Legendary American Civil War-era nurse Clara Barton was extraordinary in many ways. Not only was she an important nurse in the US Civil War, she also played a key role in bringing the Red Cross to America. Here, Matt Goolsby follows his first ‘nurses in war’ article on Cornelia Hancock (available here) and tells us about the life of Clara Barton.
Humble Beginnings
The United States was a very agrarian based nation in the early part of the 19th century. Travel and communication were typically slow and arduous.
By the time of the Civil War, the northeast region of the U.S. was experiencing the growing pains of the Industrial Revolution that had started in England in the 1700s. Railroad lines were expanding at an exponential rate as the demand for goods transversed the entire region of the rapidly growing country.
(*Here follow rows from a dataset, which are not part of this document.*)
impl<D: Dialect> SqlCompiler<D> {
    /// Creates a compiler for the given dialect.
    pub const fn new(dialect: D) -> Self {
        Self { dialect }
    }

    /// Compiles a query into statement text and its ordered value list.
    ///
    /// # Errors
    ///
    /// Returns [`OrmError::InvalidFilter`] when a filter pairs a none
    /// value with anything but equals/not-equals, and
    /// [`OrmError::EmptyPayload`] for an update with nothing to write.
    /// No statement text is produced on error.
    pub fn compile(&self, query: &Query) -> OrmResult<(String, Vec<Value>)> {
        let mut params = Vec::new();
        let sql = match &query.action {
            Action::Select => self.render_select(query, false, &mut params)?,
            Action::Count => self.render_select(query, true, &mut params)?,
            Action::Insert => self.render_insert(query, &mut params),
            Action::Update => self.render_update(query, &mut params)?,
            Action::Delete => self.render_delete(query, &mut params)?,
            Action::SchemaCreate {
                fields,
                foreign_keys,
            } => self.render_schema_create(&query.table, fields, foreign_keys),
            Action::SchemaAlter {
                add_fields,
                drop_fields,
            } => self.render_schema_alter(&query.table, add_fields, drop_fields),
            Action::SchemaDrop => format!(
                "DROP TABLE IF EXISTS {}",
                self.dialect.quote(&query.table)
            ),
        };
        Ok((sql, params))
    }

    // ── Statement shapes ───────────────────────────────────────────────

    fn render_select(
        &self,
        query: &Query,
        count: bool,
        params: &mut Vec<Value>,
    ) -> OrmResult<String> {
        let table = self.dialect.quote(&query.table);
        let mut sql = if count {
            format!("SELECT COUNT(*) FROM {table}")
        } else {
            format!("SELECT {table}.* FROM {table}")
        };

        for join in &query.joins {
            sql.push_str(&format!(
                " JOIN {} ON {}.{} = {}.{}",
                self.dialect.quote(&join.joined_table),
                self.dialect.quote(&join.base_table),
                self.dialect.quote(&join.base_key),
                self.dialect.quote(&join.joined_table),
                self.dialect.quote(&join.joined_key),
            ));
        }

        self.render_where(query, &mut sql, params)?;

        if count {
            return Ok(sql);
        }

        if !query.sorts.is_empty() {
            let orders: Vec<String> = query
                .sorts
                .iter()
                .map(|s| {
                    // A "table.column" sort field carries its own qualifier.
                    let field = FieldRef::from(s.field.as_str());
                    format!(
                        "{}.{} {}",
                        self.dialect.quote(field.table.as_deref().unwrap_or(&query.table)),
                        self.dialect.quote(&field.name),
                        s.direction.sql_keyword()
                    )
                })
                .collect();
            sql.push_str(&format!(" ORDER BY {}", orders.join(", ")));
        }

        if let Some(limit) = query.limit {
            sql.push(' ');
            sql.push_str(&self.dialect.limit_clause(limit));
        }

        Ok(sql)
    }

    fn render_insert(&self, query: &Query, params: &mut Vec<Value>) -> String {
        let columns: Vec<String> = query
            .data
            .iter()
            .map(|(name, _)| self.dialect.quote(name))
            .collect();
        let placeholders: Vec<String> = query
            .data
            .iter()
            .map(|(_, value)| {
                params.push(value.clone());
                self.dialect.placeholder(params.len())
            })
            .collect();
        format!(
            "INSERT INTO {} ({}) VALUES ({})",
            self.dialect.quote(&query.table),
            columns.join(", "),
            placeholders.join(", ")
        )
    }

    fn render_update(&self, query: &Query, params: &mut Vec<Value>) -> OrmResult<String> {
        if query.data.is_empty() {
            return Err(OrmError::EmptyPayload(query.table.clone()));
        }
        let assignments: Vec<String> = query
            .data
            .iter()
            .map(|(name, value)| {
                params.push(value.clone());
                format!(
                    "{} = {}",
                    self.dialect.quote(name),
                    self.dialect.placeholder(params.len())
                )
            })
            .collect();
        let mut sql = format!(
            "UPDATE {} SET {}",
            self.dialect.quote(&query.table),
            assignments.join(", ")
        );
        self.render_where(query, &mut sql, params)?;
        Ok(sql)
    }

    fn render_delete(&self, query: &Query, params: &mut Vec<Value>) -> OrmResult<String> {
        let mut sql = format!("DELETE FROM {}", self.dialect.quote(&query.table));
        self.render_where(query, &mut sql, params)?;
        if let Some(limit) = query.limit {
            sql.push(' ');
            sql.push_str(&self.dialect.limit_clause(limit));
        }
        Ok(sql)
    }

    // ── WHERE clause ───────────────────────────────────────────────────

    fn render_where(
        &self,
        query: &Query,
        sql: &mut String,
        params: &mut Vec<Value>,
    ) -> OrmResult<()> {
        if query.filters.is_empty() {
            return Ok(());
        }
        sql.push_str(" WHERE ");
        for (i, item) in query.filters.iter().enumerate() {
            if i > 0 {
                sql.push_str(" AND ");
            }
            self.render_item(&query.table, item, sql, params)?;
        }
        Ok(())
    }

    fn render_item(
        &self,
        table: &str,
        item: &FilterItem,
        sql: &mut String,
        params: &mut Vec<Value>,
    ) -> OrmResult<()> {
        match item {
            FilterItem::Single(filter) => self.render_filter(table, filter, sql, params),
            FilterItem::Group { relation, children } => {
                if children.is_empty() {
                    // Keep the compiler total: an empty AND is vacuously
                    // true, an empty OR is vacuously false.
                    sql.push_str(match relation {
                        Relation::And => "1=1",
                        Relation::Or => "1=0",
                    });
                    return Ok(());
                }
                sql.push('(');
                for (i, child) in children.iter().enumerate() {
                    if i > 0 {
                        sql.push(' ');
                        sql.push_str(relation.sql_keyword());
                        sql.push(' ');
                    }
                    self.render_item(table, child, sql, params)?;
                }
                sql.push(')');
                Ok(())
            }
        }
    }

    fn render_filter(
        &self,
        table: &str,
        filter: &QueryFilter,
        sql: &mut String,
        params: &mut Vec<Value>,
    ) -> OrmResult<()> {
        let column = format!(
            "{}.{}",
            self.dialect
                .quote(filter.field.table.as_deref().unwrap_or(table)),
            self.dialect.quote(&filter.field.name)
        );

        if matches!(filter.value, FilterValue::None) {
            return match filter.comparison {
                Comparison::Equals => {
                    sql.push_str(&format!("{column} IS NULL"));
                    Ok(())
                }
                Comparison::NotEquals => {
                    sql.push_str(&format!("{column} IS NOT NULL"));
                    Ok(())
                }
                _ => Err(OrmError::InvalidFilter(format!(
                    "none value requires equals or not-equals, got {:?}",
                    filter.comparison
                ))),
            };
        }

        let operator = self.operator(&filter.comparison);
        match &filter.value {
            FilterValue::Scalar(value) => {
                params.push(self.bind_value(&filter.comparison, value));
                let ph = self.dialect.placeholder(params.len());
                match filter.comparison {
                    // A scalar on a membership test is a one-element list.
                    Comparison::In | Comparison::NotIn => {
                        sql.push_str(&format!("{column} {operator} ({ph})"));
                    }
                    _ => sql.push_str(&format!("{column} {operator} {ph}")),
                }
            }
            FilterValue::Array(values) => {
                let placeholders: Vec<String> = values
                    .iter()
                    .map(|v| {
                        params.push(v.clone());
                        self.dialect.placeholder(params.len())
                    })
                    .collect();
                sql.push_str(&format!(
                    "{column} {operator} ({})",
                    placeholders.join(", ")
                ));
            }
            FilterValue::Field(other) => {
                let rhs = format!(
                    "{}.{}",
                    self.dialect.quote(other.table.as_deref().unwrap_or(table)),
                    self.dialect.quote(&other.name)
                );
                sql.push_str(&format!("{column} {operator} {rhs}"));
            }
            FilterValue::Subquery(subquery) => {
                let count = matches!(subquery.action, Action::Count);
                let nested = self.render_select(subquery, count, params)?;
                sql.push_str(&format!("{column} {operator} ({nested})"));
            }
            FilterValue::None => unreachable!("handled above"),
        }
        Ok(())
    }

    /// Returns the rendered operator text for a comparison.
    ///
    /// Sequence comparisons render as LIKE; the wildcard transform happens
    /// on the bound value, never on the operator text.
    fn operator<'a>(&self, comparison: &'a Comparison) -> &'a str {
        match comparison {
            Comparison::Equals => "=",
            Comparison::NotEquals => "!=",
            Comparison::GreaterThan => ">",
            Comparison::LessThan => "<",
            Comparison::GreaterOrEqual => ">=",
            Comparison::LessOrEqual => "<=",
            Comparison::In => "IN",
            Comparison::NotIn => "NOT IN",
            Comparison::HasPrefix | Comparison::HasSuffix | Comparison::Contains => "LIKE",
            Comparison::Custom(op) => op,
        }
    }

    /// Applies the wildcard transform for sequence comparisons.
    fn bind_value(&self, comparison: &Comparison, value: &Value) -> Value {
        let text = || match value {
            Value::String(s) => s.clone(),
            other => other.to_string(),
        };
        match comparison {
            Comparison::HasPrefix => Value::String(format!("{}%", text())),
            Comparison::HasSuffix => Value::String(format!("%{}", text())),
            Comparison::Contains => Value::String(format!("%{}%", text())),
            _ => value.clone(),
        }
    }

    // ── DDL ────────────────────────────────────────────────────────────

    fn render_schema_create(
        &self,
        table: &str,
        fields: &[Field],
        foreign_keys: &[ForeignKey],
    ) -> String {
        let mut parts: Vec<String> = fields.iter().map(|f| self.column_def(f)).collect();
        parts.extend(foreign_keys.iter().map(|fk| self.foreign_key_def(fk)));
        format!(
            "CREATE TABLE {} ({})",
            self.dialect.quote(table),
            parts.join(", ")
        )
    }

    fn render_schema_alter(
        &self,
        table: &str,
        add_fields: &[Field],
        drop_fields: &[String],
    ) -> String {
        let mut parts: Vec<String> = add_fields
            .iter()
            .map(|f| format!("ADD {}", self.column_def(f)))
            .collect();
        parts.extend(
            drop_fields
                .iter()
                .map(|name| format!("DROP {}", self.dialect.quote(name))),
        );
        format!(
            "ALTER TABLE {} {}",
            self.dialect.quote(table),
            parts.join(", ")
        )
    }

    /// Renders one column definition: type, key/null/unique clauses,
    /// default literal.
    fn column_def(&self, field: &Field) -> String {
        let mut sql = format!(
            "{} {}",
            self.dialect.quote(&field.name),
            self.dialect.column_type(&field.data_type)
        );
        if field.primary_key {
            sql.push_str(" PRIMARY KEY");
        } else if !field.optional {
            sql.push_str(" NOT NULL");
        }
        if field.unique && !field.primary_key {
            sql.push_str(" UNIQUE");
        }
        if let Some(default) = &field.default {
            sql.push_str(&format!(" DEFAULT {}", Self::default_literal(default)));
        }
        sql
    }

    /// Renders a default literal: bare numeric, TRUE/FALSE, quoted string,
    /// or NULL.
    fn default_literal(value: &Value) -> String {
        match value {
            Value::Null => "NULL".to_string(),
            Value::Bool(b) => (if *b { "TRUE" } else { "FALSE" }).to_string(),
            Value::Int(i) => i.to_string(),
            Value::Float(f) => f.to_string(),
            other => format!("'{}'", other.to_string().replace('\'', "''")),
        }
    }

    fn foreign_key_def(&self, fk: &ForeignKey) -> String {
        let constraint = fk
            .name
            .as_ref()
            .map_or_else(String::new, |name| {
                format!("CONSTRAINT {} ", self.dialect.quote(name))
            });
        format!(
            "{}FOREIGN KEY ({}) REFERENCES {} ({}) ON DELETE {} ON UPDATE {}",
            constraint,
            self.dialect.quote(&fk.field),
            self.dialect.quote(&fk.references_table),
            self.dialect.quote(&fk.references_field),
            fk.on_delete.sql_keyword(),
            fk.on_update.sql_keyword(),
        )
    }
}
Communication was also becoming a transcontinental medium to rapidly transmit information from one region to another through the use of telegraph lines. Newspapers began publishing stories next day instead of relying on couriers delivering accounts that took days if not weeks to send and receive.
One would assume that the rapidly expanding use of technology and industry would have affected how the medical profession cared for the sick, wounded, and dying soldiers who were the casualties of the Civil War during this time. In reality, it exposed the glaring weaknesses and woeful practices utilized in treatment that spawned a desire for improvement of those who were most vulnerable. Against this backdrop, a formidable leader and role model emerged.
Clarissa Harlowe Barton was born on Christmas Day, 1821 in North Oxford, Massachusetts to Captain Stephen Barton and his wife Sarah Stone. She was the youngest of five children: Dorothy - 17, Stephen - 15, David - 13, and Sally – 10 at the time.
Coming from very unpretentious beginnings, Clara as she was fondly known by, was a timid and shy child. Her elder brother David spent much time with Clara riding horses and enjoying the outdoors which helped to relieve some of the timidity she first felt.
The Barton home where Clara was born still exists to this day in its original location and is a museum to her life and testament to the simple yet solid foundations her family was known for.
The Barton family, whose beginnings can be traced back to 11thcentury England in the Domesday book, otherwise known as: ‘A great survey’ commissioned by William the Conqueror, shows that the family was awarded land due to their loyalty to king and country.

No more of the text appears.